Having lived adoption for some years now, my answer would be different. The way that our emotions, vulnerabilities and weakness combine to utterly undermine our ability to be ever measured and balanced cannot be underestimated. I went through years of therapy to address childhood trauma, and at the time of assessment could hand on heart say it didn’t impact me day by day, and I had well established strategies for those times it did creep in.
Enter two deeply traumatised children and all bets were off. When children have been neglected and abused, they very quickly and instinctively learn your own vulnerabilities because that instinct was needed to help them survive. They don’t so much press your buttons as jump all over them. And when they aren’t pressing your buttons your own experiences come to the fore, either really wanting to give your child a better experience of being parented than you had or, being honest. making you question yourself and wonder if your parents were right.
By way of example, my parents were very “spare the rod, spoil the child”, they were very physically violent to each other and to me and my siblings.
I have never agreed with physical punishment, would never hit my kids but when I was in the weeds dealing with two very challenging children I found myself wondering if my parents weren’t right and whether I was such a difficult child they needed to be violent (which is a complete headfuck). Worse still, I started wondering if my kids just needed “a good hiding”, because I knew how to behave so my parents got it right?
In those moments I was so angry, and hurt, and confused that there was no way I could positively engage with my kids. I was fighting my own survival instincts and trying to connect was impossible. I needed to diffuse things, create safe space between me and them until I was more regulated, sometimes I needed to apologise for my reaction to them.
It was a sign I needed more support, needed to go back into therapy and needed to step back and remember why my kids weee struggling with their behaviour, ie they were behaving “in front of me” but not towards me, it wasn’t personal.

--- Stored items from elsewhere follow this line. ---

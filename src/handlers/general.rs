//! General clusters: Basic, Identify, On/Off, Level Control.

use serde_json::{json, Value};

use super::{
    value_to_bool, value_to_f64, value_to_u64, ClusterHandler, CommandDescriptor,
    DiscoveryEntity, HandlerContext, PollAttribute, ReportConfig, StateDelta, ZclRequest,
};
use crate::capabilities::Capability;

// ── Basic (0x0000) ──────────────────────────────────────

pub struct BasicHandler {
    ctx: HandlerContext,
}

const BASIC_MANUFACTURER: u16 = 0x0004;
const BASIC_MODEL: u16 = 0x0005;
const BASIC_POWER_SOURCE: u16 = 0x0007;
const BASIC_SW_BUILD_ID: u16 = 0x4000;

impl BasicHandler {
    pub fn create(ctx: HandlerContext) -> Box<dyn ClusterHandler> {
        Box::new(Self { ctx })
    }
}

fn power_source_name(v: u64) -> &'static str {
    match v {
        1 | 2 => "Mains",
        3 => "Battery",
        4 => "DC Source",
        _ => "Unknown",
    }
}

impl ClusterHandler for BasicHandler {
    fn name(&self) -> &'static str {
        "basic"
    }

    fn cluster_id(&self) -> u16 {
        self.ctx.cluster
    }

    fn configurable(&self) -> bool {
        false
    }

    fn attribute_updated(&self, attr_id: u16, value: &Value, delta: &mut StateDelta) {
        match attr_id {
            BASIC_MANUFACTURER => {
                if let Some(s) = value.as_str() {
                    delta.insert("manufacturer".into(), json!(s.trim_end_matches('\0')));
                }
            }
            BASIC_MODEL => {
                if let Some(s) = value.as_str() {
                    delta.insert("model".into(), json!(s.trim_end_matches('\0')));
                }
            }
            BASIC_POWER_SOURCE => {
                if let Some(v) = value_to_u64(value) {
                    delta.insert("power_source".into(), json!(power_source_name(v)));
                    delta.insert("power_source_raw".into(), json!(v));
                }
            }
            BASIC_SW_BUILD_ID => {
                if let Some(s) = value.as_str() {
                    delta.insert("sw_version".into(), json!(s));
                }
            }
            _ => {}
        }
    }

    fn pollable_attributes(&self) -> Vec<PollAttribute> {
        vec![
            PollAttribute { attr: BASIC_POWER_SOURCE, name: "power_source".into() },
            PollAttribute { attr: BASIC_SW_BUILD_ID, name: "sw_version".into() },
        ]
    }
}

// ── Identify (0x0003) ───────────────────────────────────

pub struct IdentifyHandler {
    ctx: HandlerContext,
}

impl IdentifyHandler {
    pub fn create(ctx: HandlerContext) -> Box<dyn ClusterHandler> {
        Box::new(Self { ctx })
    }
}

impl ClusterHandler for IdentifyHandler {
    fn name(&self) -> &'static str {
        "identify"
    }

    fn cluster_id(&self) -> u16 {
        self.ctx.cluster
    }

    fn configurable(&self) -> bool {
        false
    }

    fn attribute_updated(&self, _attr_id: u16, _value: &Value, _delta: &mut StateDelta) {}

    fn encode_command(&self, verb: &str, value: Option<&Value>) -> Option<ZclRequest> {
        if verb != "identify" {
            return None;
        }
        let seconds = value.and_then(value_to_u64).unwrap_or(5) as u16;
        Some(ZclRequest::Command { command_id: 0x00, args: seconds.to_le_bytes().to_vec() })
    }

    fn commands(&self) -> Vec<CommandDescriptor> {
        vec![CommandDescriptor {
            command: "identify".into(),
            value_kind: Some("seconds"),
            description: "Blink the device for identification".into(),
        }]
    }
}

// ── On/Off (0x0006) ─────────────────────────────────────

const ONOFF_STATE: u16 = 0x0000;
const ONOFF_ON_TIME: u16 = 0x4001;

const CMD_OFF: u8 = 0x00;
const CMD_ON: u8 = 0x01;
const CMD_TOGGLE: u8 = 0x02;

pub struct OnOffHandler {
    ctx: HandlerContext,
}

impl OnOffHandler {
    pub fn create(ctx: HandlerContext) -> Box<dyn ClusterHandler> {
        Box::new(Self { ctx })
    }
}

impl ClusterHandler for OnOffHandler {
    fn name(&self) -> &'static str {
        "on_off"
    }

    fn cluster_id(&self) -> u16 {
        self.ctx.cluster
    }

    fn attribute_updated(&self, attr_id: u16, value: &Value, delta: &mut StateDelta) {
        match attr_id {
            ONOFF_STATE => {
                let Some(on) = value_to_bool(value) else { return };
                let state = if on { "ON" } else { "OFF" };
                delta.insert("state".into(), json!(state));
                delta.insert("on".into(), json!(on));
                if self.ctx.suffix_endpoint {
                    delta.insert(self.ctx.field("state"), json!(state));
                    delta.insert(self.ctx.field("on"), json!(on));
                }
            }
            ONOFF_ON_TIME => {
                if let Some(v) = value_to_u64(value) {
                    delta.insert("on_with_timed_off".into(), json!(v));
                }
            }
            _ => {}
        }
    }

    fn report_config(&self) -> Vec<ReportConfig> {
        vec![ReportConfig { attr: ONOFF_STATE, min_s: 0, max_s: 300, change: 1 }]
    }

    fn pollable_attributes(&self) -> Vec<PollAttribute> {
        vec![PollAttribute { attr: ONOFF_STATE, name: self.ctx.field("state") }]
    }

    fn encode_command(&self, verb: &str, _value: Option<&Value>) -> Option<ZclRequest> {
        let command_id = match verb {
            "on" => CMD_ON,
            "off" => CMD_OFF,
            "toggle" => CMD_TOGGLE,
            _ => return None,
        };
        Some(ZclRequest::Command { command_id, args: Vec::new() })
    }

    fn commands(&self) -> Vec<CommandDescriptor> {
        vec![
            CommandDescriptor { command: "on".into(), value_kind: None, description: "Turn on".into() },
            CommandDescriptor { command: "off".into(), value_kind: None, description: "Turn off".into() },
            CommandDescriptor { command: "toggle".into(), value_kind: None, description: "Toggle".into() },
        ]
    }

    fn discovery(&self) -> Vec<DiscoveryEntity> {
        // Lights get their entity from the Level handler so brightness and
        // state live on one object.
        if self.ctx.capabilities.has(Capability::Light)
            || self.ctx.capabilities.has(Capability::Cover)
        {
            return Vec::new();
        }
        let object_id = self.ctx.field("switch");
        let state_field = self.ctx.field("state");
        vec![DiscoveryEntity {
            component: "switch",
            object_id,
            config: json!({
                "name": if self.ctx.suffix_endpoint {
                    format!("Switch {}", self.ctx.endpoint)
                } else {
                    "Switch".to_string()
                },
                "value_template": format!("{{{{ value_json.{state_field} }}}}"),
                "state_on": "ON",
                "state_off": "OFF",
            }),
        }]
    }
}

// ── Level Control (0x0008) ──────────────────────────────

const LEVEL_CURRENT: u16 = 0x0000;

const CMD_MOVE_TO_LEVEL_WITH_ON_OFF: u8 = 0x04;

pub struct LevelControlHandler {
    ctx: HandlerContext,
}

impl LevelControlHandler {
    pub fn create(ctx: HandlerContext) -> Box<dyn ClusterHandler> {
        Box::new(Self { ctx })
    }
}

/// UI percent (0-100) to raw ZCL level (0-254).
pub fn pct_to_raw(pct: f64) -> u8 {
    (pct * 2.54).round().clamp(0.0, 254.0) as u8
}

/// Raw ZCL level (0-254) to UI percent.
pub fn raw_to_pct(raw: u8) -> u8 {
    ((raw as f64) / 2.54).round().clamp(0.0, 100.0) as u8
}

impl ClusterHandler for LevelControlHandler {
    fn name(&self) -> &'static str {
        "level_control"
    }

    fn cluster_id(&self) -> u16 {
        self.ctx.cluster
    }

    fn attribute_updated(&self, attr_id: u16, value: &Value, delta: &mut StateDelta) {
        if attr_id != LEVEL_CURRENT {
            return;
        }
        let Some(raw) = value_to_u64(value) else { return };
        let raw = raw.min(254) as u8;
        // Canonical state carries both representations.
        delta.insert("brightness".into(), json!(raw));
        delta.insert("level".into(), json!(raw_to_pct(raw)));
    }

    fn report_config(&self) -> Vec<ReportConfig> {
        vec![ReportConfig { attr: LEVEL_CURRENT, min_s: 1, max_s: 300, change: 1 }]
    }

    fn pollable_attributes(&self) -> Vec<PollAttribute> {
        vec![PollAttribute { attr: LEVEL_CURRENT, name: "brightness".into() }]
    }

    fn encode_command(&self, verb: &str, value: Option<&Value>) -> Option<ZclRequest> {
        match verb {
            "brightness" | "level" => {
                let pct = value.and_then(value_to_f64)?.clamp(0.0, 100.0);
                let raw = pct_to_raw(pct);
                let transition: u16 = 1; // tenths of a second
                let mut args = vec![raw];
                args.extend_from_slice(&transition.to_le_bytes());
                Some(ZclRequest::Command { command_id: CMD_MOVE_TO_LEVEL_WITH_ON_OFF, args })
            }
            // Off with a transition rides the level cluster: fade to zero.
            "off_with_transition" => {
                let seconds = value.and_then(value_to_f64).unwrap_or(0.0).max(0.0);
                let transition = (seconds * 10.0).round() as u16;
                let mut args = vec![0u8];
                args.extend_from_slice(&transition.to_le_bytes());
                Some(ZclRequest::Command { command_id: CMD_MOVE_TO_LEVEL_WITH_ON_OFF, args })
            }
            _ => None,
        }
    }

    fn commands(&self) -> Vec<CommandDescriptor> {
        vec![CommandDescriptor {
            command: "brightness".into(),
            value_kind: Some("percent"),
            description: "Set brightness 0-100%".into(),
        }]
    }

    fn discovery(&self) -> Vec<DiscoveryEntity> {
        if !self.ctx.capabilities.has(Capability::Light) {
            return Vec::new();
        }
        let object_id = self.ctx.field("light");
        let state_field = self.ctx.field("state");
        let mut config = json!({
            "name": if self.ctx.suffix_endpoint {
                format!("Light {}", self.ctx.endpoint)
            } else {
                "Light".to_string()
            },
            "value_template": format!("{{{{ value_json.{state_field} }}}}"),
            "state_value_template": format!("{{{{ value_json.{state_field} }}}}"),
            "brightness": true,
            "brightness_scale": 254,
            "brightness_state_topic": "STATE_TOPIC_PLACEHOLDER",
            "brightness_value_template": "{{ value_json.brightness }}",
        });
        if self.ctx.capabilities.has(Capability::ColorControl) {
            config["color_mode"] = json!(true);
            config["color_temp_state_topic"] = json!("STATE_TOPIC_PLACEHOLDER");
            config["color_temp_value_template"] = json!("{{ value_json.color_temp }}");
        }
        vec![DiscoveryEntity { component: "light", object_id, config }]
    }
}

#[cfg(test)]
mod tests {
    use super::*;
    use crate::handlers::test_context;
    use crate::capabilities::cluster_id as cid;

    #[test]
    fn onoff_report_produces_state_pair() {
        let handler = OnOffHandler::create(test_context(cid::ON_OFF));
        let mut delta = StateDelta::new();
        handler.attribute_updated(ONOFF_STATE, &json!(1), &mut delta);
        assert_eq!(delta["state"], json!("ON"));
        assert_eq!(delta["on"], json!(true));
        assert!(!delta.contains_key("state_1"));
    }

    #[test]
    fn onoff_suffixes_on_multi_switch() {
        let mut ctx = test_context(cid::ON_OFF);
        ctx.suffix_endpoint = true;
        ctx.endpoint = 2;
        let handler = OnOffHandler::create(ctx);
        let mut delta = StateDelta::new();
        handler.attribute_updated(ONOFF_STATE, &json!(0), &mut delta);
        assert_eq!(delta["state"], json!("OFF"));
        assert_eq!(delta["state_2"], json!("OFF"));
        assert_eq!(delta["on_2"], json!(false));
    }

    #[test]
    fn onoff_encodes_verbs() {
        let handler = OnOffHandler::create(test_context(cid::ON_OFF));
        assert_eq!(
            handler.encode_command("on", None),
            Some(ZclRequest::Command { command_id: 0x01, args: vec![] })
        );
        assert_eq!(
            handler.encode_command("off", None),
            Some(ZclRequest::Command { command_id: 0x00, args: vec![] })
        );
        assert!(handler.encode_command("brightness", None).is_none());
    }

    #[test]
    fn level_report_carries_both_domains() {
        let handler = LevelControlHandler::create(test_context(cid::LEVEL_CONTROL));
        let mut delta = StateDelta::new();
        handler.attribute_updated(LEVEL_CURRENT, &json!(254), &mut delta);
        assert_eq!(delta["brightness"], json!(254));
        assert_eq!(delta["level"], json!(100));
    }

    #[test]
    fn brightness_percent_mapping_clamps() {
        assert_eq!(pct_to_raw(100.0), 254);
        assert_eq!(pct_to_raw(0.0), 0);
        assert_eq!(pct_to_raw(50.0), 127);
        assert_eq!(raw_to_pct(254), 100);
        assert_eq!(raw_to_pct(0), 0);
    }

    #[test]
    fn level_encodes_brightness_command() {
        let handler = LevelControlHandler::create(test_context(cid::LEVEL_CONTROL));
        let request = handler.encode_command("brightness", Some(&json!(100))).unwrap();
        match request {
            ZclRequest::Command { command_id, args } => {
                assert_eq!(command_id, CMD_MOVE_TO_LEVEL_WITH_ON_OFF);
                assert_eq!(args[0], 254);
            }
            other => panic!("unexpected request {other:?}"),
        }
    }

    #[test]
    fn basic_parses_identity_attributes() {
        let handler = BasicHandler::create(test_context(cid::BASIC));
        let mut delta = StateDelta::new();
        handler.attribute_updated(BASIC_MANUFACTURER, &json!("IKEA of Sweden"), &mut delta);
        handler.attribute_updated(BASIC_POWER_SOURCE, &json!(3), &mut delta);
        assert_eq!(delta["manufacturer"], json!("IKEA of Sweden"));
        assert_eq!(delta["power_source"], json!("Battery"));
    }
}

It’s important to have the textbook answer, but it’s also important to know who you really are under stress, or when feeling deeply hurt, or when your own trauma is triggered otherwise you’ll not build in safety valves and will find yourself wondering why you can’t respond in the measured, caring way that you thought you would.
Absolutely nothing will bring up old trauma than your own kids, I know to look for it now especially as my DD reaches an age where I was especially vulnerable.
Now, with years of dealing with my own triggers I’m more likely to say “I don’t know how I’ll deal with X, I hope I can respond with my child’s best interests at heart, I will always avoid acting my own stuff out on them but I might need time and space and support to figure out what to do in this circumstance”.
You can’t draw on experience you don’t have yet, which is why folk are making the suggestions they are, some will be helpful and some not.